DEANNA: No fair! It’s almost too difficult to narrow down because Shakespeare was so incredibly diverse. The solemnity of his histories, the actual human pain in his tragedies—those would be genius enough but then you look at his bawdy side with the truly filthy puns in his comedies and realize this was a man who really could relate to everyone, from the most elevated royal to the lowliest commoner. And he appreciated every kind of struggle—searching for identity, for love, for revenge, for peace. He explored it all! But I will say I have a soft spot for Much Ado About Nothing. There’s a beautiful bit from the play where Beatrice is in conversation with the prince and he says he thinks she was born in a merry hour. And her reply is to tell him no because her mother cried, but that “’there was a star danc’d, and under that was I born.’” I stitched that onto a pillow for my daughter’s crib when she was born because that summed up so beautifully how I felt about her. And that to me is the glory of Shakespeare—that this man who lived centuries ago, writing what was at the time popular entertainment not cultured, highbrow literature, could know and articulate something so beautiful in so few words.

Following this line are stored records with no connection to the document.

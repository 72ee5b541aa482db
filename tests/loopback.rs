//! Integration tests against the public façade: `Device`/`ResponseCode`
//! rendering, MAC parsing, and construction-time argument validation.
//!
//! Frame-level parsing, response-matching, and timing behavior (S1, S2,
//! S3, S5, S6, B2, B3) require driving the engine's private consume/poll
//! functions, which a `tests/` integration binary has no access to since
//! they are not part of the public API; those scenarios are instead
//! covered by the `#[cfg(test)]` unit tests colocated with `src/engine.rs`
//! (see `consume_device_response_builds_name_and_ip_fields`,
//! `poll_all_collects_every_responder_in_arrival_order`,
//! `poll_one_returns_none_once_the_deadline_passes_without_a_match`,
//! `poll_all_runs_for_the_full_requested_window`, and the
//! `consume_response_code_*` tests) and `src/codec/*.rs`.

use std::net::IpAddr;

use profinet_dcp::{Dcp, DcpConfig, DcpError, Device, MacAddress, ResponseCode};

/// Confirms `Device`'s `Display` impl surfaces every field a caller would
/// read after an identify response is assembled (spec §3). The station
/// name validation that S4 actually exercises lives on the
/// `set_name_of_station` path, unit-tested directly in `src/engine.rs` as
/// `set_name_of_station_rejects_name_not_matching_grammar_before_any_io`.
#[test]
fn device_display_includes_every_field() {
    let device = Device {
        name_of_station: "plc-one".to_string(),
        mac: Some("11:22:33:44:55:66".parse().unwrap()),
        ip: "10.0.0.5".to_string(),
        netmask: "255.255.255.0".to_string(),
        gateway: "10.0.0.1".to_string(),
        family: "generic".to_string(),
    };

    let rendered = device.to_string();
    assert!(rendered.contains("plc-one"));
    assert!(rendered.contains("11:22:33:44:55:66"));
    assert!(rendered.contains("10.0.0.5"));
    assert!(rendered.contains("255.255.255.0"));
    assert!(rendered.contains("10.0.0.1"));
    assert!(rendered.contains("generic"));
}

/// S6: every one of the 7 fixed response codes carries a distinct,
/// human-readable message, and code 0 alone is success.
#[test]
fn every_defined_response_code_has_a_distinct_message() {
    let messages: Vec<&str> = (0u8..7).map(|code| ResponseCode::new(code).message()).collect();
    let mut unique = messages.clone();
    unique.sort();
    unique.dedup();
    assert_eq!(unique.len(), messages.len(), "response messages must be distinct");

    for code in 0u8..7 {
        let rc = ResponseCode::new(code);
        assert_eq!(rc.is_success(), code == 0);
    }
}

/// A return code outside the 7 defined values still renders instead of
/// panicking.
#[test]
fn unrecognized_response_code_does_not_panic() {
    let rc = ResponseCode::new(200);
    assert!(!rc.is_success());
    assert_eq!(rc.message(), "Code unknown: unrecognized return code");
}

/// MAC parsing accepts both separators the CLI and the original tooling
/// document, and normalizes to one canonical form.
#[test]
fn mac_address_parses_both_separator_styles_identically() {
    let colon: MacAddress = "aa:bb:cc:dd:ee:ff".parse().unwrap();
    let dash: MacAddress = "AA-BB-CC-DD-EE-FF".parse().unwrap();
    assert_eq!(colon, dash);
    assert_eq!(colon.to_string(), "aa:bb:cc:dd:ee:ff");
}

/// A non-positive timeout is rejected before the engine ever touches the
/// network, so this is exercisable without a live capture device.
#[test]
fn zero_timeout_is_rejected_without_opening_an_interface() {
    let host_ip: IpAddr = "127.0.0.1".parse().unwrap();
    let mut config = DcpConfig::new(host_ip);
    config.default_timeout = std::time::Duration::ZERO;

    let result = Dcp::with_config(config);
    assert!(matches!(result, Err(DcpError::Argument(_))));
}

TRACY: I can’t resist asking a variant of a question you asked me. What ten literary characters would you invite to a cocktail party?

DEANNA: Hoist with my own petard! Sir Percy Blakeney, Flora Poste, Elizabeth Bennet, Flavia de Luce, Atticus Finch, Julian Kestrel, Precious Ramotswe, Miss Marple, Vianne Rocher, and Dr. John Watson. I realize we’re at odd numbers there, so I hope the gentlemen won’t mind. And I should point out that if you asked me tomorrow, I’d give you an entirely different set! I’ve also left off some compelling characters who I think would be completely tiresome at the dinner table—Heathcliff, Rochester, Amber St. Clare, Scarlett O’Hara, Sherlock Holmes. I chose Atticus instead of Scout because I already had a young person in Flavia, and I selected Dr. Watson because Holmes always gets all the love but Watson would be a much more congenial guest. I am afraid that Miss Marple might hunker down in a corner over the sherry, but I’m quite sure Precious Ramotswe and Vianne Rocher could draw her out–certainly Julia Kestrel would show her every courtesy! And Percy would be sitting at my right hand for my own personal entertainment. In fact, if I had only Percy, I’m not entirely certain I would miss the other nine…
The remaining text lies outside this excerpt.